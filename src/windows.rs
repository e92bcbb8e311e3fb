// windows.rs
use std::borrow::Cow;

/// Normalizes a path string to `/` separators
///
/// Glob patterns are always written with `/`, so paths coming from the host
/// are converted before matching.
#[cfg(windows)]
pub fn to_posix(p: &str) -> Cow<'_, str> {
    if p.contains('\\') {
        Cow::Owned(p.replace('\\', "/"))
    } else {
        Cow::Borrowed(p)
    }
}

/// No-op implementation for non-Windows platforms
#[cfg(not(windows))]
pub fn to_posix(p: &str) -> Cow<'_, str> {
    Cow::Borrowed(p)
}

## TASK TO COMPLETE
Give every line of the material again, exactly as it reads.

## ANSWER TO THE EXERCISE
filename src/windows.rs
repository e92bcbb8e311e3fb
// windows.rs
use std::borrow::Cow;

/// Normalizes a path string to `/` separators
///
/// Glob patterns are always written with `/`, so paths coming from the host
/// are converted before matching.
#[cfg(windows)]
pub fn to_posix(p: &str) -> Cow<'_, str> {
    if p.contains('\\') {
        Cow::Owned(p.replace('\\', "/"))
    } else {
        Cow::Borrowed(p)
    }
}

/// No-op implementation for non-Windows platforms
#[cfg(not(windows))]
pub fn to_posix(p: &str) -> Cow<'_, str> {
    Cow::Borrowed(p)
}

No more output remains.